La validité du vaccin AstraZeneca n'est que de six mois. Si ces doses ont été produites en 2021, comme c'était initialement prévu, elles sont maintenant périmées.

Sans donner d'informations sur ces 2,2 millions de doses, Covax reconnaît qu'"un certain gaspillage est inévitable". Et d'ajouter: "Dans le contexte d'une pandémie comportant de nombreuses inconnues, le risque de gaspillage est un compromis toutefois nécessaire pour garantir un approvisionnement toujours disponible."

Qui paie quoi dans le scénario d'une destruction de ces doses? Secret des contrats oblige là encore: aucun acteur du dossier n’a donné de réponses précises à ce sujet.

Dons compliqués

Le don de doses vers des régions défavorisées, perçu au début comme un contrepoids aux achats à tout-va des pays riches, s'avère plus compliqué que prévu. Il faut que le fabricant, Covax et le pays donateur s'accordent. Et cela passe par des négociations longues et compliquées, confirme Nora Kronig.

"Il se pose dans ces contrats exactement les mêmes questions que lorsqu'on négocie pour la Suisse. Des questions de calendrier, de responsabilité, la transmission d'autorisation de mise sur le marché, jusqu'à des détails d'étiquetage ou de manière de transmettre les produits", explique la vice-directrice de l'OFSP.

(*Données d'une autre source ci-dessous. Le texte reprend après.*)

#[cfg(test)]
mod test {
    use std::fs;

    use tempfile::TempDir;

    use super::*;
    use crate::imap::client::test::{scripted, sent};
    use crate::imap::client::Error as ClientError;

    const MIXED: &str = "* 3 FETCH (UID 17 BODYSTRUCTURE (\
        (\"text\" \"plain\" (\"charset\" \"us-ascii\") NIL NIL \"7bit\" 31 2 \
         NIL NIL NIL NIL)\
        (\"application\" \"pdf\" (\"name\" \"report.pdf\") \"<part2@example>\" \
         \"Quarterly\" \"base64\" 8 NIL (\"attachment\" \
         (\"filename\" \"report.pdf\")) NIL NIL) \
        \"mixed\" (\"boundary\" \"outer\") NIL NIL NIL))\r\n";

    const NESTED: &str = "* 1 FETCH (UID 5 BODYSTRUCTURE (\
        (\"text\" \"plain\" NIL NIL NIL \"7bit\" 2 1 NIL NIL NIL NIL)\
        ((\"text\" \"html\" (\"charset\" \"utf-8\") \"<x@y>\" NIL \
          \"quoted-printable\" 9 1 NIL NIL NIL NIL)\
         (\"image\" \"png\" NIL \"<other@y>\" NIL \"base64\" 4 NIL NIL NIL NIL) \
         \"related\" NIL NIL NIL NIL) \
        \"mixed\" NIL NIL NIL NIL))\r\n";

    fn run(
        script: &str,
        uri: &str,
        dir: &Path,
    ) -> (Result<(), Error>, String, String) {
        let mut client = scripted(script);
        let mut out = Vec::new();
        let target = Target::parse(uri).unwrap();
        let result = retrieve(&mut client, "INBOX", &[target], dir, &mut out);
        (result, String::from_utf8(out).unwrap(), sent(client))
    }

    #[test]
    fn message_id_fetches_default_part() {
        let dir = TempDir::new().unwrap();
        let script = [
            "* 3 EXISTS\r\n\
             M0 OK [READ-WRITE] done\r\n\
             * SEARCH 17\r\n\
             M1 OK done\r\n",
            MIXED,
            "M2 OK done\r\n\
             * 3 FETCH (UID 17 BODY[2] {8}\r\naGVsbG8=)\r\n\
             M3 OK done\r\n\
             * BYE bye\r\n\
             M4 OK done\r\n",
        ]
        .concat();

        let (result, out, sent) = run(&script, "mid:a@b", dir.path());
        result.unwrap();

        let destination = dir.path().join("a@b");
        let link = dir.path().join("report.pdf");
        assert_eq!(
            format!(
                "MIME-Type = application/pdf\n\
                 [attr,value,...] = (\"name\" \"report.pdf\")\n\
                 Filename: report.pdf\n\
                 Content-ID = <part2@example>\n\
                 Description = Quarterly\n\
                 Transfer-Encoding = base64\n\
                 Size = 8\n\
                 Fetchable bodyspec BODY[2] for UID 17\n\
                 Written to: {}\n\
                 Created a link from: {}\n",
                destination.display(),
                link.display()
            ),
            out
        );
        assert_eq!(
            "M0 SELECT INBOX\r\n\
             M1 UID SEARCH (HEADER Message-ID \"<a@b>\")\r\n\
             M2 UID FETCH 17 (UID BODYSTRUCTURE)\r\n\
             M3 UID FETCH 17 (BODY.PEEK[2])\r\n\
             M4 LOGOUT\r\n",
            sent
        );
        assert_eq!(b"hello".to_vec(), fs::read(&destination).unwrap());
        assert_eq!(b"hello".to_vec(), fs::read(&link).unwrap());
    }

    #[test]
    fn content_id_finds_nested_part() {
        let dir = TempDir::new().unwrap();
        let script = [
            "M0 OK done\r\n\
             * SEARCH 5\r\n\
             M1 OK done\r\n",
            NESTED,
            "M2 OK done\r\n\
             * 1 FETCH (UID 5 BODY[2.1] {9}\r\na=3Db=\r\nc)\r\n\
             M3 OK done\r\n\
             M4 OK done\r\n",
        ]
        .concat();

        let (result, out, sent) = run(&script, "cid:x@y", dir.path());
        result.unwrap();

        assert!(out.starts_with(
            "MIME-Type = text/html\n\
             [attr,value,...] = (\"charset\" \"utf-8\")\n\
             Filename: (none)\n\
             Content-ID = <x@y>\n\
             Description = \n\
             Transfer-Encoding = quoted-printable\n\
             Size = 9\n\
             Fetchable bodyspec BODY[2.1] for UID 5\n"
        ));
        assert!(!out.contains("Created a link"));
        assert!(sent.contains("M1 UID SEARCH (TEXT \"<x@y>\")\r\n"));
        assert!(sent.contains("M3 UID FETCH 5 (BODY.PEEK[2.1])\r\n"));
        assert_eq!(
            b"a=bc".to_vec(),
            fs::read(dir.path().join("x@y")).unwrap()
        );
    }

    #[test]
    fn existing_destination_is_fatal_before_fetching() {
        let dir = TempDir::new().unwrap();
        fs::write(dir.path().join("a@b"), b"precious").unwrap();
        let script = [
            "M0 OK done\r\n\
             * SEARCH 17\r\n\
             M1 OK done\r\n",
            MIXED,
            "M2 OK done\r\n",
        ]
        .concat();

        let (result, _, sent) = run(&script, "mid:a@b", dir.path());
        assert_matches!(Err(Error::AlreadyExists(_)), result);
        assert!(!sent.contains("BODY.PEEK"));
        assert_eq!(
            b"precious".to_vec(),
            fs::read(dir.path().join("a@b")).unwrap()
        );
    }

    #[test]
    fn existing_link_name_is_left_alone() {
        let dir = TempDir::new().unwrap();
        fs::write(dir.path().join("report.pdf"), b"mine").unwrap();
        let script = [
            "M0 OK done\r\n\
             * SEARCH 17\r\n\
             M1 OK done\r\n",
            MIXED,
            "M2 OK done\r\n\
             * 3 FETCH (UID 17 BODY[2] \"aGVsbG8=\")\r\n\
             M3 OK done\r\n\
             M4 OK done\r\n",
        ]
        .concat();

        let (result, out, _) = run(&script, "mid:a@b", dir.path());
        result.unwrap();
        assert!(out.contains("Written to: "));
        assert!(!out.contains("Created a link"));
        assert_eq!(b"hello".to_vec(), fs::read(dir.path().join("a@b")).unwrap());
        assert_eq!(
            b"mine".to_vec(),
            fs::read(dir.path().join("report.pdf")).unwrap()
        );
    }

    #[test]
    fn unknown_content_id_writes_nothing() {
        let dir = TempDir::new().unwrap();
        let script = [
            "M0 OK done\r\n\
             * SEARCH 5\r\n\
             M1 OK done\r\n",
            NESTED,
            "M2 OK done\r\n\
             M3 OK done\r\n",
        ]
        .concat();

        let (result, out, sent) = run(&script, "cid:nope@y", dir.path());
        result.unwrap();
        assert_eq!("", out);
        assert!(sent.ends_with("M3 LOGOUT\r\n"));
        assert_eq!(0, fs::read_dir(dir.path()).unwrap().count());
    }

    #[test]
    fn unsolicited_fetch_is_not_mistaken_for_the_message() {
        let dir = TempDir::new().unwrap();
        let script = "M0 OK done\r\n\
                      * SEARCH 17\r\n\
                      M1 OK done\r\n\
                      * 2 FETCH (FLAGS (\\Seen) BODYSTRUCTURE \
                      (\"text\" \"plain\" NIL NIL NIL \"7bit\" 2 1))\r\n\
                      M2 OK done\r\n";

        let (result, out, sent) = run(script, "mid:a@b", dir.path());
        assert_matches!(Err(Error::NoContent), result);
        assert_eq!("", out);
        assert!(!sent.contains("BODY.PEEK"));
        assert_eq!(0, fs::read_dir(dir.path()).unwrap().count());
    }

    #[test]
    fn body_from_other_message_is_ignored() {
        let dir = TempDir::new().unwrap();
        let script = [
            "M0 OK done\r\n\
             * SEARCH 17\r\n\
             M1 OK done\r\n",
            MIXED,
            "M2 OK done\r\n\
             * 4 FETCH (UID 18 BODY[2] {8}\r\naGVsbG8=)\r\n\
             M3 OK done\r\n",
        ]
        .concat();

        let (result, _, _) = run(&script, "mid:a@b", dir.path());
        assert_matches!(Err(Error::NoContent), result);
        assert!(!dir.path().join("a@b").exists());
    }

    #[test]
    fn unsafe_destination_is_refused() {
        let dir = TempDir::new().unwrap();
        let script = [
            "M0 OK done\r\n\
             * SEARCH 17\r\n\
             M1 OK done\r\n",
            MIXED,
            "M2 OK done\r\n",
        ]
        .concat();

        let (result, _, sent) = run(&script, "mid:..%2Fescape", dir.path());
        assert_matches!(Err(Error::UnsafeName(_)), result);
        assert!(!sent.contains("BODY.PEEK"));
    }

    #[test]
    fn failed_search_is_fatal() {
        let dir = TempDir::new().unwrap();
        let (result, _, _) = run(
            "M0 OK done\r\nM1 BAD no\r\n",
            "cid:x@y",
            dir.path(),
        );
        assert_matches!(
            Err(Error::Imap(ClientError::Rejected { what: "SEARCH", .. })),
            result
        );
    }

    #[test]
    fn failed_select_is_fatal() {
        let dir = TempDir::new().unwrap();
        let (result, _, sent) =
            run("M0 NO no such mailbox\r\n", "cid:x@y", dir.path());
        assert_matches!(
            Err(Error::Imap(ClientError::Rejected { what: "SELECT", .. })),
            result
        );
        assert_eq!("M0 SELECT INBOX\r\n", sent);
    }

    #[test]
    fn pick_matching_fetch_response() {
        let fetched = vec![
            FetchData {
                seqnum: 2,
                items: b"(FLAGS (\\Seen))".to_vec(),
            },
            FetchData {
                seqnum: 3,
                items: b"(UID 17 BODY[1] NIL)".to_vec(),
            },
        ];
        assert_eq!(3, select_response(&fetched, 17).unwrap().unwrap().seqnum);
        assert!(select_response(&fetched, 99).unwrap().is_none());
        assert!(select_response(&fetched[..1], 17).unwrap().is_none());
        assert!(select_response(&[], 1).unwrap().is_none());
    }
}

Certaines voix affirment que, pour des raisons légales surtout, des entreprises pharmaceutiques rechignent à livrer des dons de vaccins dans certains pays. Des affirmations rejetées par les faîtières des pharmas.

Nouveaux dons suisses à Covax signés

Malgré ces difficultés, le Conseil fédéral poursuit sa collaboration avec Covax. En février, il a décidé de donner une nouvelle partie de son surplus de vaccins au programme: 15 millions des 34 millions de doses réservées par la Suisse pour l'année 2022. Il s'agit cette fois des sérums de Pfizer et Moderna. Et les négociations ont presque abouti.

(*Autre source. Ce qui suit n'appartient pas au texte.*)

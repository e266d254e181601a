//-
// Copyright (c) 2020, Jason Lingle
//
// This file is part of midtools.
//
// midtools is free software: you can  redistribute it and/or modify it under
// the terms of the GNU General Public  License as published by the Free
// Software Foundation, either version 3 of the License, or (at your option)
// any later version.
//
// midtools is distributed  in the hope that  it will be useful,  but WITHOUT
// ANY WARRANTY; without even the implied warranty of MERCHANTABILITY or
// FITNESS FOR  A PARTICULAR  PURPOSE.  See the  GNU General  Public  License
// for more details.
//
// You should have received a copy of the GNU General Public License along with
// midtools. If not, see <http://www.gnu.org/licenses/>.

//! Guessing the media type of a local file.

use std::fmt;
use std::path::Path;

use file_type::FileType;
use log::debug;

const OCTET_STREAM: &str = "application/octet-stream";

/// A `major/minor` media type.
#[derive(Clone, Debug, PartialEq, Eq)]
pub struct MediaType {
    pub major: String,
    pub minor: String,
}

impl MediaType {
    pub fn parse(s: &str) -> Option<Self> {
        let mut parts = s.trim().splitn(2, '/');
        let major = parts.next()?.trim();
        let minor = parts.next()?.trim();
        if major.is_empty() || minor.is_empty() {
            return None;
        }

        Some(MediaType {
            major: major.to_ascii_lowercase(),
            minor: minor.to_ascii_lowercase(),
        })
    }

    pub fn is_text(&self) -> bool {
        "text" == self.major
    }
}

impl fmt::Display for MediaType {
    fn fmt(&self, f: &mut fmt::Formatter<'_>) -> fmt::Result {
        write!(f, "{}/{}", self.major, self.minor)
    }
}

fn first_media_type(ft: &FileType) -> Option<MediaType> {
    ft.media_types()
        .iter()
        .filter_map(|mt| MediaType::parse(mt))
        .find(|mt| OCTET_STREAM != mt.to_string())
}

/// Determine the media type of the file at `path` with content `content`.
///
/// Content signatures win over the file name extension. Failing both,
/// UTF-8 without NUL bytes is taken to be plain text.
pub fn detect_type(path: &Path, content: &[u8]) -> MediaType {
    if let Some(mt) = first_media_type(FileType::from_bytes(content)) {
        debug!("{}: {} by content", path.display(), mt);
        return mt;
    }

    let by_extension = path
        .extension()
        .and_then(|ext| ext.to_str())
        .and_then(|ext| {
            FileType::from_extension(&ext.to_ascii_lowercase())
                .iter()
                .find_map(|ft| first_media_type(ft))
        });
    if let Some(mt) = by_extension {
        debug!("{}: {} by extension", path.display(), mt);
        return mt;
    }

    let mt = if !content.contains(&0) && std::str::from_utf8(content).is_ok()
    {
        "text/plain"
    } else {
        OCTET_STREAM
    };
    debug!("{}: {} by default", path.display(), mt);
    MediaType::parse(mt).unwrap_or(MediaType {
        major: "application".to_owned(),
        minor: "octet-stream".to_owned(),
    })
}

#[cfg(test)]
mod test {
    use super::*;

    #[test]
    fn parse_media_type() {
        assert_eq!(
            Some(MediaType {
                major: "image".to_owned(),
                minor: "png".to_owned(),
            }),
            MediaType::parse("Image/PNG")
        );
        assert_eq!(None, MediaType::parse("image"));
        assert_eq!(None, MediaType::parse("/png"));
        assert_eq!("text/plain", MediaType::parse("text/plain").unwrap().to_string());
    }

    #[test]
    fn sniff_known_types() {
        let png = b"\x89PNG\r\n\x1a\n\0\0\0\rIHDR\0\0\0\x01\0\0\0\x01\x08\x02\0\0\0";
        assert_eq!(
            "image/png",
            detect_type(Path::new("picture.png"), png).to_string()
        );

        let pdf = b"%PDF-1.4\n%\xe2\xe3\xcf\xd3\n1 0 obj\n<<>>\nendobj\n%%EOF\n";
        assert_eq!(
            "application/pdf",
            detect_type(Path::new("document.PDF"), pdf).to_string()
        );
    }

    #[test]
    fn text_fallback() {
        let mt = detect_type(Path::new("README"), b"Hello world\n");
        assert!(mt.is_text());
        assert_eq!("text/plain", mt.to_string());

        let mt = detect_type(Path::new("blob"), b"\0\x01\x02\xff\xfe");
        assert_eq!(OCTET_STREAM, mt.to_string());
        assert!(!mt.is_text());
    }
}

Un contrat permettant la mise en oeuvre des dons a été signé début juin entre la Confédération, Covax et Pfizer. Celui avec Moderna est à bout touchant.

D'après les données de Covax, 2,5 millions de doses "suisses" du vaccin de Pfizer devraient prochainement prendre la direction du Honduras, des Philippines, du Kirghizstan et de l'Ouganda.

"Pour nous, Covax a toujours été important parce qu'il permet d'avoir une distribution large, un accès équitable", insiste Nora Kronig. "Ce n'est pas un Etat qui décide à qui il donne directement, mais une mise à disposition ouverte et libre pour répondre aux demandes des pays."

Reste à savoir si ce don de 15 millions de doses permettra d'améliorer la couverture vaccinale de pays en développement ou si elles prendront la poussière chez les fabricants.